■ **Work to complete**: What lines below mention the word "contains"? Copy each one.
====
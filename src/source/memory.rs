//! In-memory fact source
//!
//! Holds a mutable copy of the application's incident data. Mutation goes
//! through `&self` so a source shared with an engine can still be edited.

use std::collections::HashSet;
use std::path::Path;
use std::sync::RwLock;

use chrono::{DateTime, Utc};
use serde::{Deserialize, Serialize};

use super::FactSource;
use crate::model::{ActionItem, ChecklistSummary, Incident, QuarterConfig};
use crate::store::{StoreError, StoreResult};

/// Serializable dataset, as loaded from a facts JSON file
#[derive(Debug, Clone, Default, Serialize, Deserialize)]
pub struct FactDataset {
    #[serde(default)]
    pub quarters: Vec<QuarterConfig>,
    #[serde(default)]
    pub incidents: Vec<Incident>,
    #[serde(default)]
    pub action_items: Vec<ActionItem>,
    #[serde(default)]
    pub checklists: Vec<ChecklistSummary>,
}

impl FactDataset {
    /// Load a dataset from a JSON file
    pub fn load(path: &Path) -> StoreResult<Self> {
        let content = std::fs::read_to_string(path).map_err(|e| {
            StoreError::Unavailable(format!("Failed to read facts {}: {}", path.display(), e))
        })?;
        let dataset: FactDataset = serde_json::from_str(&content).map_err(|e| {
            StoreError::Corrupt(format!("Invalid facts JSON {}: {}", path.display(), e))
        })?;

        dataset
            .validate()
            .map_err(|reason| StoreError::Corrupt(format!("{}: {}", path.display(), reason)))?;
        Ok(dataset)
    }

    /// Check quarter definitions and id uniqueness
    pub fn validate(&self) -> Result<(), String> {
        for quarter in &self.quarters {
            quarter.validate()?;
        }
        ensure_unique("quarter", self.quarters.iter().map(|q| q.id.clone()))?;
        ensure_unique("incident", self.incidents.iter().map(|i| i.id.clone()))?;
        ensure_unique("action item", self.action_items.iter().map(|a| a.id.clone()))?;
        ensure_unique("checklist", self.checklists.iter().map(ChecklistSummary::entity_id))
    }
}

fn ensure_unique(kind: &str, ids: impl Iterator<Item = String>) -> Result<(), String> {
    let mut seen = HashSet::new();
    for id in ids {
        if !seen.insert(id.clone()) {
            return Err(format!("duplicate {} id '{}'", kind, id));
        }
    }
    Ok(())
}

/// Fact source backed by an in-memory dataset
#[derive(Debug, Default)]
pub struct InMemoryFactSource {
    data: RwLock<FactDataset>,
}

impl InMemoryFactSource {
    pub fn new() -> Self {
        Self::default()
    }

    /// Create a source from a dataset
    pub fn from_dataset(dataset: FactDataset) -> Self {
        Self {
            data: RwLock::new(dataset),
        }
    }

    /// Load a source from a facts JSON file
    pub fn load(path: &Path) -> StoreResult<Self> {
        Ok(Self::from_dataset(FactDataset::load(path)?))
    }

    fn write(&self) -> StoreResult<std::sync::RwLockWriteGuard<'_, FactDataset>> {
        self.data.write().map_err(|_| StoreError::lock_poisoned())
    }

    fn read(&self) -> StoreResult<std::sync::RwLockReadGuard<'_, FactDataset>> {
        self.data.read().map_err(|_| StoreError::lock_poisoned())
    }

    /// Add or replace a quarter definition
    pub fn upsert_quarter(&self, quarter: QuarterConfig) -> StoreResult<()> {
        let mut data = self.write()?;
        data.quarters.retain(|q| q.id != quarter.id);
        data.quarters.push(quarter);
        Ok(())
    }

    /// Add or replace an incident by id
    pub fn upsert_incident(&self, incident: Incident) -> StoreResult<()> {
        let mut data = self.write()?;
        data.incidents.retain(|i| i.id != incident.id);
        data.incidents.push(incident);
        Ok(())
    }

    /// Remove an incident and everything linked to it
    pub fn remove_incident(&self, incident_id: &str) -> StoreResult<()> {
        let mut data = self.write()?;
        data.incidents.retain(|i| i.id != incident_id);
        data.action_items.retain(|a| a.incident_id != incident_id);
        data.checklists.retain(|c| c.incident_id != incident_id);
        Ok(())
    }

    /// Add or replace an action item by id
    pub fn upsert_action_item(&self, item: ActionItem) -> StoreResult<()> {
        let mut data = self.write()?;
        data.action_items.retain(|a| a.id != item.id);
        data.action_items.push(item);
        Ok(())
    }

    /// Add or replace a checklist summary by incident/template pair
    pub fn upsert_checklist(&self, summary: ChecklistSummary) -> StoreResult<()> {
        let mut data = self.write()?;
        data.checklists
            .retain(|c| c.entity_id() != summary.entity_id());
        data.checklists.push(summary);
        Ok(())
    }

    /// Swap in a whole new dataset
    pub fn replace(&self, dataset: FactDataset) -> StoreResult<()> {
        *self.write()? = dataset;
        Ok(())
    }

    /// Snapshot of the current dataset
    pub fn dataset(&self) -> StoreResult<FactDataset> {
        Ok(self.read()?.clone())
    }
}

impl FactSource for InMemoryFactSource {
    fn quarter(&self, quarter_id: &str) -> StoreResult<Option<QuarterConfig>> {
        let data = self.read()?;
        Ok(data.quarters.iter().find(|q| q.id == quarter_id).cloned())
    }

    fn incidents_in_range(
        &self,
        start: DateTime<Utc>,
        end: DateTime<Utc>,
    ) -> StoreResult<Vec<Incident>> {
        let data = self.read()?;
        Ok(data
            .incidents
            .iter()
            .filter(|i| i.started_at >= start && i.started_at < end)
            .cloned()
            .collect())
    }

    fn action_items_for(&self, incident_ids: &[String]) -> StoreResult<Vec<ActionItem>> {
        let wanted: HashSet<&str> = incident_ids.iter().map(String::as_str).collect();
        let data = self.read()?;
        Ok(data
            .action_items
            .iter()
            .filter(|a| wanted.contains(a.incident_id.as_str()))
            .cloned()
            .collect())
    }

    fn checklist_state_for(&self, incident_ids: &[String]) -> StoreResult<Vec<ChecklistSummary>> {
        let wanted: HashSet<&str> = incident_ids.iter().map(String::as_str).collect();
        let data = self.read()?;
        Ok(data
            .checklists
            .iter()
            .filter(|c| wanted.contains(c.incident_id.as_str()))
            .cloned()
            .collect())
    }
}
====
■ **Answer for this exercise**:
            .filter(|a| wanted.contains(a.incident_id.as_str()))
            .filter(|c| wanted.contains(c.incident_id.as_str()))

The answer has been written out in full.